How can I perform LDA (latent Dirichlet allocation) on Noun Phrases in R instead of words?

821 views Asked by At

I want to generate topics from my text at the level of phrases, rather than at the level of words using LDA (latent Dirichlet allocation). How can I do that in R?

LDA interprets the documents as bag-of-words and produces topics with constituting words. For example, a sample output from text "Arsenal won FA cup in two consecutive years in 2014 and 2015. They are the kings of North London.", could yield topic [Arsenal - 50%, FA - 20%, cup - 10%, london - 10%, king - 10%]
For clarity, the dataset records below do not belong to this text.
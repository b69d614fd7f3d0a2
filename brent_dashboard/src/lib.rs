//! # brent_dashboard
//!
//! HTTP surface over the Brent analysis: price history, a startup ARIMA
//! forecast and placeholders for analyses still to come.

pub mod routes;
pub mod state;

use axum::routing::get;
use axum::Router;
use tower_http::cors::{Any, CorsLayer};
use tower_http::trace::TraceLayer;

pub use state::AppState;

/// Build the dashboard router around prepared state.
pub fn router(state: AppState) -> Router {
    // The frontend is served from another origin.
    let cors = CorsLayer::new()
        .allow_origin(Any)
        .allow_methods(Any)
        .allow_headers(Any);

    Router::new()
        .route("/health", get(routes::health))
        .route("/api/prices", get(routes::prices))
        .route("/api/brent-data", get(routes::brent_data))
        .route("/api/forecast", get(routes::forecast))
        .route("/api/change-points", get(routes::change_points))
        .layer(TraceLayer::new_for_http())
        .layer(cors)
        .with_state(state)
}

#[cfg(test)]
mod tests {
    use super::*;
    use axum::body::Body;
    use axum::http::{Request, StatusCode};
    use brent_engine::data::PriceSeries;
    use brent_engine::models::ModelOrder;
    use brent_engine::ArimaForecast;
    use chrono::NaiveDate;
    use serde_json::Value;
    use tower::ServiceExt;

    fn sample_series() -> PriceSeries {
        PriceSeries::from_raw(vec![
            (Some("2020-01-02"), Some("61.5")),
            (Some("2020-01-01"), Some("60.0")),
            (Some("bad date"), Some("99.0")),
            (Some("2020-01-03"), Some("")),
        ])
    }

    async fn get_json(state: AppState, uri: &str) -> (StatusCode, Value) {
        let response = router(state)
            .oneshot(Request::builder().uri(uri).body(Body::empty()).unwrap())
            .await
            .unwrap();
        let status = response.status();
        let bytes = axum::body::to_bytes(response.into_body(), usize::MAX).await.unwrap();
        (status, serde_json::from_slice(&bytes).unwrap())
    }

    #[tokio::test]
    async fn prices_are_dated_rows_in_order() {
        let (status, body) = get_json(AppState::new(sample_series(), None), "/api/prices").await;
        assert_eq!(status, StatusCode::OK);
        let rows = body.as_array().unwrap();
        assert_eq!(rows.len(), 2);
        assert_eq!(rows[0]["Date"], "2020-01-01");
        assert_eq!(rows[0]["Price"], 60.0);
        assert_eq!(rows[1]["Date"], "2020-01-02");
    }

    #[tokio::test]
    async fn brent_data_summarises_series() {
        let (_, body) = get_json(AppState::new(sample_series(), None), "/api/brent-data").await;
        assert_eq!(body["count"], 3);
        assert_eq!(body["first_date"], "2020-01-01");
        assert_eq!(body["max_price"], 99.0);
        assert_eq!(body["min_price"], 60.0);
    }

    #[tokio::test]
    async fn forecast_falls_back_to_placeholder() {
        let (status, body) = get_json(AppState::default(), "/api/forecast").await;
        assert_eq!(status, StatusCode::OK);
        assert!(body["message"].is_string());
    }

    #[tokio::test]
    async fn forecast_serves_startup_result() {
        let fc = ArimaForecast {
            order: ModelOrder::new(0, 1, 0),
            values: vec![61.5, 61.5],
            dates: vec![
                NaiveDate::from_ymd_opt(2020, 1, 2).unwrap(),
                NaiveDate::from_ymd_opt(2020, 1, 3).unwrap(),
            ],
        };
        let (_, body) = get_json(AppState::new(sample_series(), Some(fc)), "/api/forecast").await;
        assert_eq!(body["model"], "ARIMA(0, 1, 0)");
        assert_eq!(body["forecast"].as_array().unwrap().len(), 2);
        assert_eq!(body["forecast"][1]["Date"], "2020-01-03");
    }

    #[tokio::test]
    async fn placeholders_and_health_return_json() {
        let (_, cp) = get_json(AppState::default(), "/api/change-points").await;
        assert!(cp["change_points"].as_array().unwrap().is_empty());
        let (status, health) = get_json(AppState::default(), "/health").await;
        assert_eq!(status, StatusCode::OK);
        assert_eq!(health["status"], "alive");
    }
}
/// models/order_select.rs — Stepwise ARIMA order search
///
/// Differencing order d is chosen first by repeated KPSS tests; (p, q) and
/// the constant are then found by a Hyndman–Khandakar stepwise walk over
/// candidate models, minimising AIC.
///
/// ```text
///   start set:  (2,d,2) (0,d,0) (1,d,0) (0,d,1)          constant if d < 2
///               (0,d,0) without constant                 when the above carry one
///   neighbours: p ± 1,  q ± 1,  (p ± 1, q ± 1) jointly,  constant toggled
///   bounds:     p ≤ max_p,  q ≤ max_q,  p + q ≤ max_order
/// ```
///
/// The walk moves to the first neighbour that improves AIC and stops when
/// a full neighbourhood brings no improvement.
use ahash::AHashSet;
use serde::Serialize;
use tracing::{debug, info};

use crate::error::{AnalysisError, Result};
use crate::models::arima::ArimaModel;
use crate::models::stationarity::{difference, is_constant, kpss_test};
use crate::models::ModelOrder;

const KPSS_ALPHA: f64 = 0.05;
const MAX_STEPS: usize = 100;

#[derive(Debug, Clone)]
pub struct OrderSearch {
    pub max_p:     usize,
    pub max_d:     usize,
    pub max_q:     usize,
    pub max_order: usize,
}

impl Default for OrderSearch {
    fn default() -> Self {
        Self { max_p: 5, max_d: 2, max_q: 5, max_order: 5 }
    }
}

/// Outcome of the search: the winning order and whether it carried a constant.
#[derive(Debug, Clone, Copy, Serialize)]
pub struct SelectedOrder {
    pub order:    ModelOrder,
    pub constant: bool,
    pub aic:      f64,
    /// Number of distinct candidate models attempted
    pub fits:     usize,
}

/// Select an ARIMA order for `series` with the default search bounds.
pub fn select_order(series: &[f64]) -> Result<SelectedOrder> {
    OrderSearch::default().select(series)
}

impl OrderSearch {
    pub fn select(&self, series: &[f64]) -> Result<SelectedOrder> {
        if series.is_empty() {
            return Err(AnalysisError::InsufficientData { required: 1, actual: 0 });
        }
        let d = self.ndiffs(series);
        let allow_constant = d < 2;

        // Nothing left to model once differencing flattens the series.
        let w = difference(series, d);
        if is_constant(&w) {
            let order = ModelOrder::new(0, d, 0);
            info!("Differenced series is constant; selecting ARIMA{}", order);
            return Ok(SelectedOrder { order, constant: false, aic: f64::NAN, fits: 0 });
        }

        let mut visited: AHashSet<(usize, usize, bool)> = AHashSet::new();
        let mut best: Option<(ModelOrder, bool, f64)> = None;

        let try_fit = |p: usize, q: usize, constant: bool, visited: &mut AHashSet<_>| -> Option<f64> {
            if !self.in_bounds(p, q) || !visited.insert((p, q, constant)) {
                return None;
            }
            let order = ModelOrder::new(p, d, q);
            match ArimaModel::fit_with(series, order, constant) {
                Ok(model) if model.aic.is_finite() => {
                    debug!("ARIMA{} constant={} AIC={:.3}", order, constant, model.aic);
                    Some(model.aic)
                }
                Ok(_) => None,
                Err(e) => {
                    debug!("ARIMA{} constant={} failed: {}", order, constant, e);
                    None
                }
            }
        };

        // ── Start set ────────────────────────────────────────────────────
        let c = allow_constant;
        let mut starts = vec![(2, 2, c), (0, 0, c), (1, 0, c), (0, 1, c)];
        if allow_constant {
            starts.push((0, 0, false));
        }
        for (p, q, c) in starts {
            if let Some(aic) = try_fit(p, q, c, &mut visited) {
                if best.map_or(true, |(_, _, b)| aic < b) {
                    best = Some((ModelOrder::new(p, d, q), c, aic));
                }
            }
        }

        let Some(mut current) = best else {
            return Err(AnalysisError::Fit(format!(
                "no candidate ARIMA model could be fitted to {} observations",
                series.len()
            )));
        };

        // ── Stepwise walk ────────────────────────────────────────────────
        for _ in 0..MAX_STEPS {
            let (order, constant, aic) = current;
            let mut improved = false;
            for (p, q, c) in self.neighbours(order.p, order.q, constant, allow_constant) {
                if let Some(cand) = try_fit(p, q, c, &mut visited) {
                    if cand < aic {
                        current = (ModelOrder::new(p, d, q), c, cand);
                        improved = true;
                        break;
                    }
                }
            }
            if !improved {
                break;
            }
        }

        let (order, constant, aic) = current;
        info!(
            "Stepwise search chose ARIMA{} (constant={}) AIC={:.3} after {} fits",
            order,
            constant,
            aic,
            visited.len()
        );
        Ok(SelectedOrder { order, constant, aic, fits: visited.len() })
    }

    /// Differencing order from repeated KPSS tests.
    pub fn ndiffs(&self, series: &[f64]) -> usize {
        let mut w = series.to_vec();
        let mut d = 0;
        while d < self.max_d && !is_constant(&w) {
            match kpss_test(&w) {
                Ok(report) if report.p_value < KPSS_ALPHA => {
                    d += 1;
                    w = difference(&w, 1);
                }
                _ => break,
            }
        }
        d
    }

    fn in_bounds(&self, p: usize, q: usize) -> bool {
        p <= self.max_p && q <= self.max_q && p + q <= self.max_order
    }

    fn neighbours(&self, p: usize, q: usize, constant: bool, allow_constant: bool) -> Vec<(usize, usize, bool)> {
        let steps: [(isize, isize); 8] = [
            (-1, 0), (1, 0), (0, -1), (0, 1),
            (-1, -1), (1, 1), (-1, 1), (1, -1),
        ];
        let mut out: Vec<(usize, usize, bool)> = steps
            .iter()
            .filter_map(|&(dp, dq)| {
                let np = p.checked_add_signed(dp)?;
                let nq = q.checked_add_signed(dq)?;
                Some((np, nq, constant))
            })
            .collect();
        if allow_constant {
            out.push((p, q, !constant));
        }
        out
    }
}

#[cfg(test)]
mod tests {
    use super::*;
    use crate::models::stationarity::tests::noise;

    #[test]
    fn orders_are_within_bounds() {
        let mut y = 0.0;
        let data: Vec<f64> = noise(5, 200)
            .into_iter()
            .map(|e| {
                y = 0.6 * y + e;
                y
            })
            .collect();
        let sel = select_order(&data).unwrap();
        let o = sel.order;
        assert!(o.p <= 5 && o.q <= 5 && o.p + o.q <= 5 && o.d <= 2);
        assert!(sel.aic.is_finite());
        assert!(sel.fits >= 4);
    }

    #[test]
    fn linear_trend_differenced_to_constant() {
        let data: Vec<f64> = (0..100).map(|i| 50.0 + i as f64).collect();
        let sel = select_order(&data).unwrap();
        assert!(sel.order.d >= 1);
        assert_eq!((sel.order.p, sel.order.q), (0, 0));
    }

    #[test]
    fn trending_walk_needs_differencing() {
        let mut y = 100.0;
        let data: Vec<f64> = noise(9, 300)
            .into_iter()
            .map(|e| {
                y += 0.4 + e;
                y
            })
            .collect();
        assert!(OrderSearch::default().ndiffs(&data) >= 1);
    }

    #[test]
    fn constant_series_needs_no_differencing() {
        let data = vec![3.0; 40];
        assert_eq!(OrderSearch::default().ndiffs(&data), 0);
        let sel = select_order(&data).unwrap();
        assert_eq!(sel.order, ModelOrder::new(0, 0, 0));
    }

    #[test]
    fn neighbours_respect_zero_floor() {
        let s = OrderSearch::default();
        let n = s.neighbours(0, 0, true, true);
        assert!(n.contains(&(1, 0, true)));
        assert!(n.contains(&(0, 0, false)));
        assert!(n.iter().all(|&(p, q, _)| p <= 1 && q <= 1));
    }

    #[test]
    fn empty_series_is_rejected() {
        assert!(select_order(&[]).is_err());
    }
}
I want it to return the topic at the level of phrases, i.e., [Arsenal, fa cup, north london]

1

There are 1 answers

0
Nick Kennedy On

I'm not aware of any way of pulling out the phrases automatically within R. However, it would be possible to change the input text such that the phrases were kept together with underscores or another character. For example, you could do the following:

example <- "Arsenal won FA cup in two consecutive years in 2014 and 2015. They are the kings of North London."

phrases <- c("FA cup", "North London")
phrasesNbsp <- gsub(" ", "_", phrases, fixed = TRUE)
for (i in 1:length(phrases)) {
  example <- gsub(phrases[i], phrasesNbsp[i], example, fixed = TRUE)
}
lda::lexicalize(example)